Pierce v. Exxon Mobil Corp., No. 12-2224, 2013 WL 1856079 (E.D. La. Apr. 30, 2013) (this version of Article 2315.3 “was enacted on September 4, 1984 and repealed on April 16, 1996”).
Pierce, 2013 WL 1856079, at *9 (citing Walls v. Am. Optical Corp., 740 So.2d 1262, 1270 (La. 1999)) (“the law to be applied to a wrongful death action is the law in effect at the time of the decedent's death”).

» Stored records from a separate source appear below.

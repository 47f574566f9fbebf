//! Markdown output formatter

use super::{OutputFormatter, SheetOptions};
use anyhow::Result;
use std::io::Write;
use tango_core::Page;

/// Markdown formatter - one section per page with a numbered list
pub struct MarkdownFormatter<W: Write> {
    writer: W,
    sheet: SheetOptions,
    page_count: usize,
    item_count: usize,
}

impl<W: Write> MarkdownFormatter<W> {
    /// Create a new markdown formatter
    pub fn new(writer: W, sheet: SheetOptions) -> Self {
        Self {
            writer,
            sheet,
            page_count: 0,
            item_count: 0,
        }
    }

    /// Consume the formatter and return the writer
    pub fn into_inner(self) -> W {
        self.writer
    }
}

impl<W: Write + Send + Sync> OutputFormatter for MarkdownFormatter<W> {
    fn write_page(&mut self, page: &Page, number: usize) -> Result<()> {
        if self.page_count == 0 {
            writeln!(self.writer, "# {}", self.sheet.title)?;
        }
        self.page_count += 1;
        self.item_count += page.items.len();

        writeln!(self.writer)?;
        writeln!(self.writer, "## {} (page {})", page.chapter, number)?;
        writeln!(self.writer)?;
        for (idx, item) in page.items.iter().enumerate() {
            if self.sheet.answer_key && !item.english.is_empty() {
                writeln!(self.writer, "{}. {} *({})*", idx + 1, item.japanese, item.english)?;
            } else {
                writeln!(self.writer, "{}. {}", idx + 1, item.japanese)?;
            }
        }
        Ok(())
    }

    fn finish(&mut self) -> Result<()> {
        writeln!(self.writer)?;
        writeln!(self.writer, "---")?;
        writeln!(
            self.writer,
            "*Total pages: {}, words: {}*",
            self.page_count, self.item_count
        )?;
        self.writer.flush()?;
        Ok(())
    }
}
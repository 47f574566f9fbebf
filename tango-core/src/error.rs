//! Error types for parsing and configuration

use thiserror::Error;

/// Error type for core operations
#[derive(Debug, Clone, PartialEq, Eq, Error)]
pub enum Error {
    /// The header row has no recognizable `japanese` or `english` column
    #[error("CSV header must contain \"japanese\" and \"english\" columns (missing: {})", .missing.join(", "))]
    MissingRequiredColumn {
        /// Names of the required columns that could not be found
        missing: Vec<&'static str>,
    },

    /// Configuration error
    #[error("Configuration error: {0}")]
    Configuration(String),
}

/// Result type for core operations
pub type Result<T> = std::result::Result<T, Error>;

#[cfg(test)]
mod tests {
    use super::*;

    #[test]
    fn test_missing_column_names_both_requirements() {
        let error = Error::MissingRequiredColumn {
            missing: vec!["english"],
        };
        let message = error.to_string();
        assert!(message.contains("\"japanese\""));
        assert!(message.contains("\"english\""));
        assert!(message.ends_with("(missing: english)"));
    }

    #[test]
    fn test_configuration_error_display() {
        let error = Error::Configuration("unknown parse mode: loose".into());
        assert_eq!(
            error.to_string(),
            "Configuration error: unknown parse mode: loose"
        );
    }
}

Plaintiffs' Complaint appears to suggest that the availability of punitive damages is determined by Delaware law. Doc. 1 at 62 (“Defendant's reckless conduct warrants an award of punitive damages, including such other damages as may be allowed under Delaware law.”). Plaintiffs, however, do not raise this issue in the opposition to Defendant's Motion for Summary Judgment, and only discuss Louisiana law. The Court finds that the availability of punitive damages is determined by Louisiana law under Louisiana Code of Civil Procedure Article 3545, which states that Louisiana law governs the availability of punitive damages “when the injury was sustained in this state by a person domiciled or residing in this state.” Mr. Rumage was domiciled in Louisiana, and allegedly used Defendant's product in Louisiana. Thus, Louisiana law controls.
CONCLUSION
For the foregoing reasons, Defendant's Motion for Partial Summary Judgment is GRANTED. IT IS ORDERED that Plaintiffs' redhibition and survival claims are DISMISSED WITH PREJUDICE. IT IS FURTHER ORDERED that punitive damages are not available on Plaintiff's remaining wrongful death claim.